Chapter 9: Monitoring, Automation, and the Network Analytics Engine (NAE)
Learning Objectives
Compare SNMPv2c and SNMPv3 and explain why authPriv is the only acceptable production profile.
Configure sFlow sampling and polling on AOS-CX, and pick reasonable rates for access vs uplink ports.
Filter Syslog by RFC 5424 severity and forward selectively to a SIEM over the management VRF.
Authenticate to the AOS-CX REST API with session cookies and perform CRUD operations on /system objects.
Describe the NAE script -> agent -> monitor -> condition -> action hierarchy and write a small NAE script skeleton.
Explain the Aruba Central ZTP onboarding sequence and the role of activate.arubanetworks.com.
Choose between Aruba Central (cloud) and NetEdit (on-prem) for fleet orchestration.

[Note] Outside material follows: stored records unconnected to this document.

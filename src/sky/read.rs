// This Source Code Form is subject to the terms of the Mozilla Public
// License, v. 2.0. If a copy of the MPL was not distributed with this
// file, You can obtain one at http://mozilla.org/MPL/2.0/.

//! Code to read in sky-model files.
//!
//! Sky models are yaml or json maps from source names to lists of components:
//!
//! ```yaml
//! bright_source:
//! - ra: 60.0            # degrees
//!   dec: -27.0          # degrees
//!   flux_density:
//!     freq: 150000000.0 # Hz
//!     i: 1.0            # Jy
//!     q: 0.1            # Q, U and V are optional
//!   spectral_index: -0.7          # optional
//!   rotation_measure: 2.0         # optional [rad/m^2]
//!   gaussian:                     # optional
//!     maj: 120.0                  # arcsec
//!     min: 60.0                   # arcsec
//!     pa: 45.0                    # degrees
//! ```

use std::{
    collections::BTreeMap,
    f64::consts::{FRAC_PI_2, TAU},
    fs::File,
    io::BufReader,
    path::Path,
};

use log::{debug, trace};
use marlu::RADec;
use serde::{Deserialize, Serialize};

use super::{FluxDensity, GaussianShape, SkyError, SkyModel, Source};

pub const SKY_MODEL_EXTENSIONS: &str = "yaml, yml, json";

/// A sky model as it is written in a file: source names mapped to their
/// components.
pub type FileSkyModel = BTreeMap<String, Vec<FileComponent>>;

#[derive(Clone, Debug, PartialEq, Serialize, Deserialize)]
pub struct FileComponent {
    /// \[degrees\]
    pub ra: f64,

    /// \[degrees\]
    pub dec: f64,

    pub flux_density: FluxDensity,

    #[serde(default)]
    pub spectral_index: f64,

    /// \[rad/m^2\]
    #[serde(default)]
    pub rotation_measure: f64,

    #[serde(default)]
    #[serde(skip_serializing_if = "Option::is_none")]
    pub gaussian: Option<FileGaussian>,
}

#[derive(Clone, Debug, PartialEq, Serialize, Deserialize)]
pub struct FileGaussian {
    /// \[arcsec\]
    pub maj: f64,
    /// \[arcsec\]
    pub min: f64,
    /// \[degrees\]
    pub pa: f64,
}

/// Read a yaml or json sky-model file. Direction cosines are calculated with
/// respect to `phase_centre`.
pub fn read_sky_model<P: AsRef<Path>>(path: P, phase_centre: RADec) -> Result<SkyModel, SkyError> {
    fn inner(path: &Path, phase_centre: RADec) -> Result<SkyModel, SkyError> {
        debug!("Attempting to read sky model {}", path.display());
        if !path.exists() {
            return Err(SkyError::FileDoesntExist(path.to_path_buf()));
        }

        let ext = path
            .extension()
            .and_then(|os_str| os_str.to_str())
            .map(|s| s.to_lowercase());
        let file_sky: FileSkyModel = match ext.as_deref() {
            Some("yaml" | "yml") => {
                trace!("Reading as yaml");
                let f = BufReader::new(File::open(path)?);
                serde_yaml::from_reader(f)?
            }
            Some("json") => {
                trace!("Reading as json");
                let f = BufReader::new(File::open(path)?);
                serde_json::from_reader(f)?
            }
            _ => {
                return Err(SkyError::UnknownExtension {
                    file: path.to_path_buf(),
                    supported: SKY_MODEL_EXTENSIONS.to_string(),
                })
            }
        };

        sky_model_from_components(file_sky, phase_centre)
    }
    inner(path.as_ref(), phase_centre)
}

/// Validate and convert sky-model components into a [`SkyModel`].
pub fn sky_model_from_components(
    file_sky: FileSkyModel,
    phase_centre: RADec,
) -> Result<SkyModel, SkyError> {
    let mut sources = Vec::with_capacity(file_sky.values().map(|c| c.len()).sum());
    for (name, components) in file_sky {
        for comp in components {
            let invalid = |field: &'static str, value: f64| SkyError::InvalidValue {
                name: name.clone(),
                field,
                value,
            };

            let radec = RADec::from_degrees(comp.ra, comp.dec);
            if !(0.0..TAU).contains(&radec.ra) {
                return Err(invalid("RA", comp.ra));
            }
            if !(-FRAC_PI_2..=FRAC_PI_2).contains(&radec.dec) {
                return Err(invalid("Dec", comp.dec));
            }
            if comp.flux_density.freq <= 0.0 || !comp.flux_density.freq.is_finite() {
                return Err(invalid("reference frequency", comp.flux_density.freq));
            }
            if !comp.spectral_index.is_finite() {
                return Err(invalid("spectral index", comp.spectral_index));
            }

            let shape = match comp.gaussian {
                None => None,
                Some(FileGaussian { maj, min, pa }) => {
                    if maj < 0.0 {
                        return Err(invalid("Gaussian major axis", maj));
                    }
                    if min < 0.0 {
                        return Err(invalid("Gaussian minor axis", min));
                    }
                    Some(GaussianShape {
                        maj: (maj / 3600.0).to_radians(),
                        min: (min / 3600.0).to_radians(),
                        pa: pa.to_radians(),
                    })
                }
            };

            sources.push(Source::new(
                radec,
                comp.flux_density,
                comp.spectral_index,
                comp.rotation_measure,
                shape,
                phase_centre,
            ));
        }
    }

    debug!("Read {} sky-model sources", sources.len());
    Ok(SkyModel {
        phase_centre,
        sources,
    })
}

9.1 Traditional Monitoring Tools
SNMP, sFlow, Syslog, and mirror sessions are the four traditional pillars. Each answers a different operational question, and AOS-CX supports all four natively so you can integrate with existing NMS, flow collectors, SIEMs, and packet brokers.
SNMPv2c vs SNMPv3
SNMP is poll-based: the manager sends a GET for an OID, the agent replies. Traps and informs are unsolicited messages pushed when an event occurs. AOS-CX runs v2c and v3 simultaneously.
Feature
SNMPv2c
SNMPv3
Authentication
Community string (cleartext)
User-based MD5/SHA, SHA-2
Encryption
None
DES, 3DES, AES-128/192/256
Integrity
None
HMAC
Security Levels
n/a
noAuthNoPriv, authNoPriv, authPriv
Production?
No
Yes (authPriv only)
switch(config)# snmp-server vrf mgmt
switch(config)# snmpv3 user netops auth sha auth-pass-plaintext "S3curePass!" priv aes priv-pass-plaintext "Pr1vKey!"

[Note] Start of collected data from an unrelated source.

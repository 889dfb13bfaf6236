// This Source Code Form is subject to the terms of the Mozilla Public
// License, v. 2.0. If a copy of the MPL was not distributed with this
// file, You can obtain one at http://mozilla.org/MPL/2.0/.

/*!
Useful constants.

All constants *must* be double precision. Calculations should be done in
double precision as much as possible before converting to a lower precision,
if it is ever required.
 */

pub use std::f64::consts::{FRAC_PI_2, PI, TAU};

/// Speed of light \[metres/second\].
pub const VEL_C: f64 = 299_792_458.0;

/// The rotation rate of the Earth \[radians/second\].
pub const EARTH_ROTATION_RATE: f64 = 7.292_115e-5;

/// Seconds per day.
pub const SECONDS_PER_DAY: f64 = 86400.0;

/// The MJD of the J2000 epoch (2000-01-01 12:00:00 TT, approximately).
pub const MJD_J2000: f64 = 51544.5;

/// Radians to arcminutes.
pub const RAD_TO_ARCMIN: f64 = 60.0 * 180.0 / PI;

/// The default maximum number of sky-model sources in a chunk.
pub const DEFAULT_MAX_SOURCES_PER_CHUNK: usize = 16384;

pub const DEFAULT_NUM_CHANNELS: usize = 1;

pub const DEFAULT_NUM_TIME_STEPS: usize = 1;

pub const DEFAULT_TIME_RES_SECONDS: f64 = 10.0;

/// The default number of sub-samples used to average the Jones matrices over
/// each visibility dump.
pub const DEFAULT_NUM_VIS_AVE: usize = 1;

/// The default number of sub-samples used to average the fringe phase over
/// each visibility sub-sample.
pub const DEFAULT_NUM_FRINGE_AVE: usize = 1;

pub const DEFAULT_RANDOM_SEED: u64 = 1;

pub const DEFAULT_OUTPUT_VIS_FILENAME: &str = "rimesim.vis";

switch(config)# snmp-server host 10.10.10.50 trap version v3 user netops
sFlow Sampling
sFlow samples 1-in-N packets at the ASIC, exports the first ~128 bytes plus periodic counters to a collector, and gives statistically representative top-talker data with very low CPU. Aruba guidance: 1-in-4096 for 1 GbE access; 1-in-8192 to 1-in-16384 for 10/25 GbE uplinks.
Syslog Severity
RFC 5424 numbers severities 0 (Emergency) through 7 (Debug). Lower number = more severe. Forward severity 5 (Notice) and lower to a SIEM; Debug is reserved for troubleshooting. Set clock timezone and NTP first or your timeline correlation is broken.
Mirror Sessions
When sampling is not enough — security investigations, IDS feeds — mirror sessions copy 100% of traffic from source interfaces to a destination port (or GRE-tunneled remote endpoint, ERSPAN-equivalent).
Key Points
SNMPv2c uses cleartext community strings — never use it in production.
The API lives at https://<switch-ip>/rest/v10.04/ (the version suffix follows your firmware). An interactive Swagger UI at /api/ documents and exercises every endpoint live.
Session-Cookie Authentication
You POST credentials to /login; a 200 response sets a cookie that subsequent calls reuse until you POST /logout. requests.Session in Python handles the cookie jar automatically.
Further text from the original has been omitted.